* **TO DO**
Set down exactly the lines of the records from the top to the line containing "let mut selection"; include both.

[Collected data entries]
▼▼▼
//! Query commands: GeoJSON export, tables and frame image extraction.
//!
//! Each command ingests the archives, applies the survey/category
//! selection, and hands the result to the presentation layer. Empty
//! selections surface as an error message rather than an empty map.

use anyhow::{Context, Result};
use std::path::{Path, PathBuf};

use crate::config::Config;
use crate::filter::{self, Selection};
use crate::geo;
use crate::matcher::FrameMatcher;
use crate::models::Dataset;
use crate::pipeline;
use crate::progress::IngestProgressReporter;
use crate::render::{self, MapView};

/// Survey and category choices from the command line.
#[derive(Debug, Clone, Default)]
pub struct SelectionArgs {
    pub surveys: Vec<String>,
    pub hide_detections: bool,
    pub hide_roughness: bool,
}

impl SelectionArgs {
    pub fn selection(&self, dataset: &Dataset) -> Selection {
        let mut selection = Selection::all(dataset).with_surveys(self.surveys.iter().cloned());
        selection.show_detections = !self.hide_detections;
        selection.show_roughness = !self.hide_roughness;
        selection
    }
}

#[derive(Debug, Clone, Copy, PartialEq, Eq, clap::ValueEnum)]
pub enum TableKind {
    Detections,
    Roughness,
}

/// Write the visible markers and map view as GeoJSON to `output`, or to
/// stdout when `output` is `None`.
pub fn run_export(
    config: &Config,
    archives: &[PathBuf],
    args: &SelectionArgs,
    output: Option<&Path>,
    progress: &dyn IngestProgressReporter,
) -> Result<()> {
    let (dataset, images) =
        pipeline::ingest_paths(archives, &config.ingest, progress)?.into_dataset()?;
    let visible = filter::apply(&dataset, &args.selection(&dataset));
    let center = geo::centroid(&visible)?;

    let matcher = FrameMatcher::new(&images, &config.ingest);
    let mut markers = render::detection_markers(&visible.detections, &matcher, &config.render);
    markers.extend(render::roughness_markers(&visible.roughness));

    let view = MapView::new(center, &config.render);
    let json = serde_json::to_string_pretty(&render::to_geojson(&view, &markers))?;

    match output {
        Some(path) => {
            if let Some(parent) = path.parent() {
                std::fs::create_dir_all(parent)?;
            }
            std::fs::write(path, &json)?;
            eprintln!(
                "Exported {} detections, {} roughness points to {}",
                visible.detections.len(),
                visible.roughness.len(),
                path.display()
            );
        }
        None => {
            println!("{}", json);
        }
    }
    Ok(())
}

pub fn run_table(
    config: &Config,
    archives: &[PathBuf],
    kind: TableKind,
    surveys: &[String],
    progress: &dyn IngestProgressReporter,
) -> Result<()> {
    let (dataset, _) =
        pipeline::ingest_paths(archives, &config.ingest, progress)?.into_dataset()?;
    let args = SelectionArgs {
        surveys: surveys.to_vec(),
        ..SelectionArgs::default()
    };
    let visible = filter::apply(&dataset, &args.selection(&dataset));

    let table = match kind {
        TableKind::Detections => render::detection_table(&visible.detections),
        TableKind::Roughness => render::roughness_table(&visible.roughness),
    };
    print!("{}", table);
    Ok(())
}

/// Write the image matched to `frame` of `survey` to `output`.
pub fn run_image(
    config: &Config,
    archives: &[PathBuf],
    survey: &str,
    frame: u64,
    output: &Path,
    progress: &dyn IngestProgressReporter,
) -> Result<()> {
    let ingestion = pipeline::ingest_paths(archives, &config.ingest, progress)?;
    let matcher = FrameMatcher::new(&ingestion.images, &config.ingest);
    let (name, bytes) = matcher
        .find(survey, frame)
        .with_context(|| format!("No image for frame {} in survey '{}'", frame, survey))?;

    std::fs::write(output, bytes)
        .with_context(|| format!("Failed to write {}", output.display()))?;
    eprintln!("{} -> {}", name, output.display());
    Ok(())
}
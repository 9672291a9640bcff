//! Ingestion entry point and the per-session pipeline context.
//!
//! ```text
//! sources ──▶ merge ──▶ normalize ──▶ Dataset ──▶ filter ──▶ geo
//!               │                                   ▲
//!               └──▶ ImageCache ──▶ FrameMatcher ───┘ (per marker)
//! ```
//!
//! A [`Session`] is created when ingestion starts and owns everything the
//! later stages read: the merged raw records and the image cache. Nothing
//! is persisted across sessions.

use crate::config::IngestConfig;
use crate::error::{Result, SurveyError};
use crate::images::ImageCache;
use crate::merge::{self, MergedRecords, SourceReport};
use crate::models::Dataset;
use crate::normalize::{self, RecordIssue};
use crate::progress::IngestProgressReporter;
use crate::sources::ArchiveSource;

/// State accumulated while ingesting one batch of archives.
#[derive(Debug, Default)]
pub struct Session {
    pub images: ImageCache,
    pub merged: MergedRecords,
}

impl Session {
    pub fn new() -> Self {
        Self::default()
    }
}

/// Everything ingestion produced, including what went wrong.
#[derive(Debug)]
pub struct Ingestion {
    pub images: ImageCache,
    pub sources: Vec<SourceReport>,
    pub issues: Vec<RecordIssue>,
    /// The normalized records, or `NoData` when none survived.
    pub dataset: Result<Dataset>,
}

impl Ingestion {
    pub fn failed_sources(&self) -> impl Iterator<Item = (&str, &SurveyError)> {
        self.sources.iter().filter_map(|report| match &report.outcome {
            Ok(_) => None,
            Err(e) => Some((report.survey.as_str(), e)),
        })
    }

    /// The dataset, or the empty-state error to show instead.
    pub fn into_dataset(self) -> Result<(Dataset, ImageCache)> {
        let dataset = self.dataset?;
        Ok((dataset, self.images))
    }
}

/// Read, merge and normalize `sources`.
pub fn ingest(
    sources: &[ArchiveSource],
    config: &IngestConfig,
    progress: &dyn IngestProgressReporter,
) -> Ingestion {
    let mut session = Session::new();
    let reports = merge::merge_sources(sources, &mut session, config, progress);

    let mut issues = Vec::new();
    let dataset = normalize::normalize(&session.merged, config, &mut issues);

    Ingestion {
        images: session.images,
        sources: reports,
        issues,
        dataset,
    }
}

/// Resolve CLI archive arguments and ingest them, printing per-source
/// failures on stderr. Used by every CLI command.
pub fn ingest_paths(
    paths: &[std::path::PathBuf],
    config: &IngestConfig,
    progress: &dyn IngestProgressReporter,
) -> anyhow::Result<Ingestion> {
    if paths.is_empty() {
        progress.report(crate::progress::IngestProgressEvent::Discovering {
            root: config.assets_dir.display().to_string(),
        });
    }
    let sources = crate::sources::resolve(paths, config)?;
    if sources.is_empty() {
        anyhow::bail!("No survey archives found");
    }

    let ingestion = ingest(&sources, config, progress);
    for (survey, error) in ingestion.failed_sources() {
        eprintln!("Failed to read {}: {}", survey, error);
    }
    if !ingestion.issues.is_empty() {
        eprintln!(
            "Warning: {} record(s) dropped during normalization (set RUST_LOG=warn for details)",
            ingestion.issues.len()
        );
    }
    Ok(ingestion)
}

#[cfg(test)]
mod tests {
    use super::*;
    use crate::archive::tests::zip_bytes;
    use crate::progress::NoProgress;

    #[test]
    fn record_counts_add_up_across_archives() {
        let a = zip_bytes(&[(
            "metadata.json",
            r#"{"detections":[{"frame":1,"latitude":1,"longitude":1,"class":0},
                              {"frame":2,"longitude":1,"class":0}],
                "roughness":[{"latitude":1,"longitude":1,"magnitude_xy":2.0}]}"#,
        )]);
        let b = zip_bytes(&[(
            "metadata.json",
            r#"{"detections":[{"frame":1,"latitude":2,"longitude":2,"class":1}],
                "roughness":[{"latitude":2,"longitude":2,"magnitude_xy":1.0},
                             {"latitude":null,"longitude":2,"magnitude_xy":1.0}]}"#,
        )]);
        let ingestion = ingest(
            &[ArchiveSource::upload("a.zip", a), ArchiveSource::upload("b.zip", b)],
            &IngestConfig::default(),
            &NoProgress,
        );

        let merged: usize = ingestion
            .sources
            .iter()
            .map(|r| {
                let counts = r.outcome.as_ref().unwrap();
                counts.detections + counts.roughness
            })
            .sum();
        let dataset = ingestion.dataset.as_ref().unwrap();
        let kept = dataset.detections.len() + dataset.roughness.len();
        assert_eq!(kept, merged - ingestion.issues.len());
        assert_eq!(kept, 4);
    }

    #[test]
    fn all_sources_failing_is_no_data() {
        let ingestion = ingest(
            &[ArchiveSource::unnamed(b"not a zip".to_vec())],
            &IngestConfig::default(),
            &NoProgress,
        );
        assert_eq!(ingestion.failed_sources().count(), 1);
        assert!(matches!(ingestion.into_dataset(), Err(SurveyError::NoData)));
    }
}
▲▲▲
* **RESPONSE**
//! Query commands: GeoJSON export, tables and frame image extraction.
//!
//! Each command ingests the archives, applies the survey/category
//! selection, and hands the result to the presentation layer. Empty
//! selections surface as an error message rather than an empty map.

use anyhow::{Context, Result};
use std::path::{Path, PathBuf};

use crate::config::Config;
use crate::filter::{self, Selection};
use crate::geo;
use crate::matcher::FrameMatcher;
use crate::models::Dataset;
use crate::pipeline;
use crate::progress::IngestProgressReporter;
use crate::render::{self, MapView};

/// Survey and category choices from the command line.
#[derive(Debug, Clone, Default)]
pub struct SelectionArgs {
    pub surveys: Vec<String>,
    pub hide_detections: bool,
    pub hide_roughness: bool,
}

impl SelectionArgs {
    pub fn selection(&self, dataset: &Dataset) -> Selection {
        let mut selection = Selection::all(dataset).with_surveys(self.surveys.iter().cloned());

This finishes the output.